Conclusion: If you want your simulation to be an accurate depiction of a real 3-body collision, your current method (solving successive pair-wise collisions with sufficient time-resolution) is probably the most efficient available. The same method handles all multiple-ball collisions.

Useful references

Research Articles

• But there are tons of physics engines out there and games like billiards with lots of simultaneous collisions. How do they do it? I'm more than happy with an approximate solution. – Andreas Zita Dec 5 '16 at 22:39
• I am afraid I don't know how they do it. You might look in Game Development SE where they will have a better idea of what works adequately. Stack Overflow should also be useful. – sammy gerbil Dec 5 '16 at 23:04
• But the second collision may commence before the first one has finished.
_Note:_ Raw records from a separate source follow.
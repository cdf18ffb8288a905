use axum::{extract::State, Json};
use serde::{Deserialize, Serialize};

use service::domain::RateSetting;

use crate::errors::JsonApiError;
use crate::state::ServerState;

#[derive(Debug, Deserialize, utoipa::ToSchema)]
pub struct RatePayload {
    #[serde(alias = "rate", alias = "mealRate")]
    pub value: f64,
}

#[derive(Debug, Serialize)]
pub struct SetRateReply {
    pub message: &'static str,
    pub result: RateSetting,
}

#[derive(Debug, Serialize)]
pub struct RateReply {
    pub rate: f64,
}

#[utoipa::path(
    post, path = "/mealRate", tag = "rate",
    request_body = RatePayload,
    responses(
        (status = 200, description = "Rate stored"),
        (status = 400, description = "Validation Error")
    )
)]
pub async fn set_rate(State(state): State<ServerState>, Json(payload): Json<RatePayload>) -> Result<Json<SetRateReply>, JsonApiError> {
    let result = state.rate.set_rate(payload.value).await?;
    Ok(Json(SetRateReply { message: "Meal rate updated successfully", result }))
}

#[utoipa::path(get, path = "/mealRate", tag = "rate", responses((status = 200, description = "Current rate, 0 when unset")))]
pub async fn get_rate(State(state): State<ServerState>) -> Result<Json<RateReply>, JsonApiError> {
    let rate = state.rate.get_rate().await?;
    Ok(Json(RateReply { rate }))
}
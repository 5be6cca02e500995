// Leaf scoring
//
// Two interchangeable scorers behind one entry point. Both return one score per
// player, indexed by id, and force dead players to DEAD_PLAYER_SCORE.

use log::debug;
use serde::Deserialize;

use crate::profile;
use crate::state::GameState;
use crate::territory::TerritoryEvaluator;
use crate::types::{Coord, PlayerId, ScoreVector};

/// Score reported for an eliminated player
pub const DEAD_PLAYER_SCORE: i32 = -1;

/// Weights of the composite positional heuristic
#[derive(Debug, Deserialize, Clone, Copy, PartialEq, Eq)]
pub struct HeuristicWeights {
    pub center: i32,
    pub border: i32,
    pub wall: i32,
    pub opponent: i32,
    pub empty_cells: i32,
}

impl Default for HeuristicWeights {
    fn default() -> Self {
        HeuristicWeights {
            center: 1,
            border: 1,
            wall: 1,
            opponent: 1,
            empty_cells: 1,
        }
    }
}

/// Leaf scorer selected by the caller
#[derive(Debug, Clone, Copy, PartialEq, Eq)]
pub enum StateEvaluation {
    /// Weighted sum of positional signals
    Composite(HeuristicWeights),
    /// Size of each player's Voronoi region
    Territory,
}

impl StateEvaluation {
    /// Scores every player of `state`
    pub fn evaluate(&self, state: &GameState) -> ScoreVector {
        profile!("eval", {
            match self {
                StateEvaluation::Composite(weights) => composite_scores(state, weights),
                StateEvaluation::Territory => territory_scores(state),
            }
        })
    }
}

fn composite_scores(state: &GameState, weights: &HeuristicWeights) -> ScoreVector {
    state
        .players()
        .iter()
        .map(|player| {
            if !player.alive {
                return DEAD_PLAYER_SCORE;
            }
            weights.center * center_distance_score(state, player.id)
                + weights.border * border_distance_score(state, player.id)
                + weights.wall * wall_distance_score(state, player.id)
                + weights.opponent * opponent_distance_score(state, player.id)
                + weights.empty_cells * empty_surrounding_score(state, player.id)
        })
        .collect()
}

fn territory_scores(state: &GameState) -> ScoreVector {
    let sizes = match state.territory() {
        Some(owners) => TerritoryEvaluator::region_sizes(owners, state.num_players()),
        None => {
            debug!("No territory cache on this state, computing partition locally");
            let owners = TerritoryEvaluator::new().compute_owners(state);
            TerritoryEvaluator::region_sizes(&owners, state.num_players())
        }
    };

    state
        .players()
        .iter()
        .map(|player| if player.alive { sizes[player.id] } else { DEAD_PLAYER_SCORE })
        .collect()
}

/// Largest truncated Euclidean distance on the grid, never zero
fn max_grid_distance(size: i32) -> i32 {
    Coord::new(0, 0)
        .euclidean_distance(&Coord::new(size - 1, size - 1))
        .max(1)
}

fn position_of(state: &GameState, player: PlayerId) -> Coord {
    state.positions()[player]
}

/// Distance to the nearest other player scaled to the grid side; 0 when one is adjacent
pub fn opponent_distance_score(state: &GameState, player: PlayerId) -> i32 {
    let size = state.size() as i32;
    let pos = position_of(state, player);
    let max_distance = max_grid_distance(size) as f64;

    let mut best: Option<f64> = None;
    for (other, other_pos) in state.positions().iter().enumerate() {
        if other == player {
            continue;
        }
        let distance = pos.euclidean_distance(other_pos);
        if distance < 2 {
            return 0;
        }
        let scaled = distance as f64 * size as f64 / max_distance;
        best = Some(best.map_or(scaled, |b: f64| b.min(scaled)));
    }

    match best {
        Some(score) => score as i32,
        None => size,
    }
}

/// Empty cells among the 8 Moore neighbours, scaled to the grid side
pub fn empty_surrounding_score(state: &GameState, player: PlayerId) -> i32 {
    let size = state.size() as i32;
    let pos = position_of(state, player);

    let mut empty = 0;
    for dy in -1..=1 {
        for dx in -1..=1 {
            if dx == 0 && dy == 0 {
                continue;
            }
            if state.grid().is_free(&Coord::new(pos.x + dx, pos.y + dy)) {
                empty += 1;
            }
        }
    }

    empty * size / 8
}

/// Distance to the nearest wall owned by someone else, scaled to the grid side;
/// 0 when such a wall is orthogonally adjacent
pub fn wall_distance_score(state: &GameState, player: PlayerId) -> i32 {
    let size = state.size() as i32;
    let pos = position_of(state, player);

    let mut nearest: Option<i32> = None;
    for (cell, owner) in state.grid().cells() {
        match owner {
            Some(owner) if owner != player => {
                if cell.is_orthogonally_adjacent(&pos) {
                    return 0;
                }
                let distance = pos.euclidean_distance(&cell);
                nearest = Some(nearest.map_or(distance, |n| n.min(distance)));
            }
            _ => {}
        }
    }

    match nearest {
        Some(distance) => distance * size / max_grid_distance(size),
        None => size,
    }
}

/// Cells between the player and the closest grid edge
pub fn border_distance_score(state: &GameState, player: PlayerId) -> i32 {
    let size = state.size() as i32;
    let pos = position_of(state, player);
    pos.x.min(size - pos.x - 1).min(pos.y.min(size - pos.y - 1))
}

/// Distance to the grid centre scaled to the grid side. Even grids average the
/// distance to the four centre cells.
pub fn center_distance_score(state: &GameState, player: PlayerId) -> i32 {
    let size = state.size() as i32;
    let pos = position_of(state, player);
    let centre = Coord::new(size / 2, size / 2);
    let max_distance = Coord::new(0, 0).euclidean_distance(&centre);
    if max_distance == 0 {
        return 0;
    }

    let distance = if size % 2 == 0 {
        let cells = [
            centre,
            Coord::new(centre.x - 1, centre.y),
            Coord::new(centre.x, centre.y - 1),
            Coord::new(centre.x - 1, centre.y - 1),
        ];
        cells.iter().map(|c| pos.euclidean_distance(c)).sum::<i32>() / 4
    } else {
        pos.euclidean_distance(&centre)
    };

    distance * size / max_distance
}
// Match driver
//
// Collects one move per living player each turn, applies them together and
// stops on the mode's terminal test. Players are driven by a per-player
// strategy; the search strategies share one evaluator and territory pass.

use log::{debug, info};
use rand::Rng;
use serde::{Deserialize, Serialize};
use std::collections::BTreeMap;

use crate::actions::ActionCatalog;
use crate::evaluation::StateEvaluation;
use crate::search::{is_terminal, is_terminal_team, SearchAlgorithm, SearchKind};
use crate::state::GameState;
use crate::territory::TerritoryEvaluator;
use crate::types::{Direction, PlayerId};

/// How a player picks its moves
#[derive(Deserialize, Serialize, Debug, Clone, Copy, PartialEq, Eq)]
#[serde(rename_all = "lowercase")]
pub enum Strategy {
    MaxN,
    Paranoid,
    /// Team-aware sum-of-scores search
    Sos,
    Random,
}

/// Which terminal test ends the match
#[derive(Deserialize, Serialize, Debug, Clone, Copy, PartialEq, Eq)]
#[serde(rename_all = "lowercase")]
pub enum GameMode {
    Solo,
    Team,
}

/// How a finished match ended
#[derive(Serialize, Debug, Clone, PartialEq, Eq)]
pub enum MatchResult {
    Winner(PlayerId),
    WinningTeam(Vec<PlayerId>),
    /// Team mode can stop with more than one team standing
    Survivors(Vec<Vec<PlayerId>>),
    /// Nobody left alive
    Draw,
}

#[derive(Debug, Clone)]
pub struct MatchOutcome {
    pub turns: u32,
    pub result: MatchResult,
    pub final_state: GameState,
}

/// Runs matches between strategy-driven players
pub struct Arena {
    mode: GameMode,
    depth: u32,
    strategies: Vec<Strategy>,
    catalog: ActionCatalog,
    territory: TerritoryEvaluator,
    maxn: SearchAlgorithm,
    paranoid: SearchAlgorithm,
    sos: SearchAlgorithm,
}

impl Arena {
    /// # Arguments
    /// * `mode` - Solo or team terminal rules
    /// * `depth` - Search depth for every search-driven player
    /// * `strategies` - One strategy per player, indexed by id
    /// * `evaluation` - Leaf scorer shared by all search strategies
    pub fn new(
        mode: GameMode,
        depth: u32,
        strategies: Vec<Strategy>,
        evaluation: StateEvaluation,
    ) -> Self {
        Arena {
            mode,
            depth,
            strategies,
            catalog: ActionCatalog::new(),
            territory: TerritoryEvaluator::new(),
            maxn: SearchAlgorithm::new(SearchKind::MaxN, evaluation),
            paranoid: SearchAlgorithm::new(SearchKind::Paranoid, evaluation),
            sos: SearchAlgorithm::new(SearchKind::Team, evaluation),
        }
    }

    pub fn mode(&self) -> GameMode {
        self.mode
    }

    pub fn strategies(&self) -> &[Strategy] {
        &self.strategies
    }

    pub fn is_over(&self, state: &GameState) -> bool {
        match self.mode {
            GameMode::Solo => is_terminal(state),
            GameMode::Team => is_terminal_team(state),
        }
    }

    /// One player's pick. Players without a configured strategy move randomly.
    /// A player with no legal move is marked dead and gets `None`.
    pub fn choose_move<R: Rng + ?Sized>(
        &self,
        state: &mut GameState,
        player: PlayerId,
        rng: &mut R,
    ) -> Result<Option<Direction>, String> {
        let strategy = self.strategies.get(player).copied().unwrap_or(Strategy::Random);
        let algorithm = match strategy {
            Strategy::MaxN => &self.maxn,
            Strategy::Paranoid => &self.paranoid,
            Strategy::Sos => &self.sos,
            Strategy::Random => return Ok(self.catalog.random_legal_move(state, player, rng)),
        };
        algorithm.best_move(state, &self.territory, player, self.depth)
    }

    /// Plays one simultaneous turn and returns the next state
    pub fn play_turn<R: Rng + ?Sized>(&self, state: &GameState, rng: &mut R) -> Result<GameState, String> {
        let mut working = state.clone();
        let mut moves: BTreeMap<PlayerId, Direction> = BTreeMap::new();

        for player in 0..working.num_players() {
            if !working.is_alive(player) {
                continue;
            }

            match self.choose_move(&mut working, player, rng)? {
                Some(direction) if self.catalog.is_legal(&working, direction, player) => {
                    moves.insert(player, direction);
                }
                _ => {
                    debug!("Player {} is out", player);
                    working.mark_dead(player);
                }
            }
        }

        Ok(self.catalog.apply_all(&working, &moves))
    }

    /// Plays until the mode's terminal test fires, handing every resulting state to `on_turn`
    pub fn run_match<R, F>(&self, initial: GameState, rng: &mut R, mut on_turn: F) -> Result<MatchOutcome, String>
    where
        R: Rng + ?Sized,
        F: FnMut(u32, &GameState),
    {
        let mut state = initial;
        let mut turns = 0;

        while !self.is_over(&state) {
            state = self.play_turn(&state, rng)?;
            turns += 1;
            on_turn(turns, &state);
        }

        let result = self.result(&state);
        info!("Match over after {} turns: {:?}", turns, result);

        Ok(MatchOutcome {
            turns,
            result,
            final_state: state,
        })
    }

    /// Winner determination. No living player or team is a draw.
    pub fn result(&self, state: &GameState) -> MatchResult {
        match self.mode {
            GameMode::Solo => {
                let alive = state.alive_players();
                match alive.len() {
                    0 => MatchResult::Draw,
                    1 => MatchResult::Winner(alive[0]),
                    _ => MatchResult::Survivors(alive.into_iter().map(|id| vec![id]).collect()),
                }
            }
            GameMode::Team => {
                let mut standing: Vec<Vec<PlayerId>> = state
                    .teams()
                    .teams()
                    .into_iter()
                    .filter(|team| team.iter().any(|&id| state.is_alive(id)))
                    .collect();
                match standing.len() {
                    0 => MatchResult::Draw,
                    1 => MatchResult::WinningTeam(standing.remove(0)),
                    _ => MatchResult::Survivors(standing),
                }
            }
        }
    }
}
In that case the problem is indeterminant without knowledge of the balls' elasticity. It seems to me that you can imagine an idealized situation in which the the collisions are 1.) sequential and 2.) instantaneous. But it doesn't look like (to me) that this analysis can be used to make a prediction about a real collision. Furthermore, in a simulation the question of exactly where and when the collision occurs will depend on the time step and the method used to propagate the movement of the balls. – garyp Dec 6 '16 at 3:22
• @garyp : I assume that the rigid-body collisions are instantaneous. Then a 2nd collision cannot start before the 1st has finished. If the time step is variable and temporarily made small enough as required, this can handle any difficulty over the sequencing. When colliding balls are far apart, the time step can be increased again. Each cluster of collisions can be dealt with separately, at different time resolutions as required. If 2-body collisions are deemed sufficiently accurate for prediction, this method will be equally accurate, because all collisions are 2-body collisions. – sammy gerbil Dec 6 '16 at 3:54
• Why make the matter more complicated than it is. The solution comes from the application of the law of collision applied to each contact pair at the same time. The result is a system of equations. See my answer. – John Alexiou Dec 7 '16 at 2:42

This is only a partial answer, but hopefully it will help.

There are two principles that you need to keep in mind when you're solving for motion. Conservation of Energy and Conservation of Momentum. Namely,

$$(m_1 v_1^2 + m_2 v_2^2 + m_3 v_3^2)_\text{before} = (m_1 v_1^2 + m_2 v_2^2 + m_3 v_3^2)_\text{after}$$

$$(m_1 \mathbf{v_1} + m_2 \mathbf{v_2} + m_3 \mathbf{v_3})_\text{before} = (m_1 \mathbf{v_1} + m_2 \mathbf{v_2} + m_3 \mathbf{v_3})_\text{after}$$

In general, the 'three body' problem is quite hard to solve, and if you can, you may be better off modeling the collision of three balls in three pairs of collisions. I don't think that solving these conservation equations above will lead to any elegant formal when $n \ge 3$.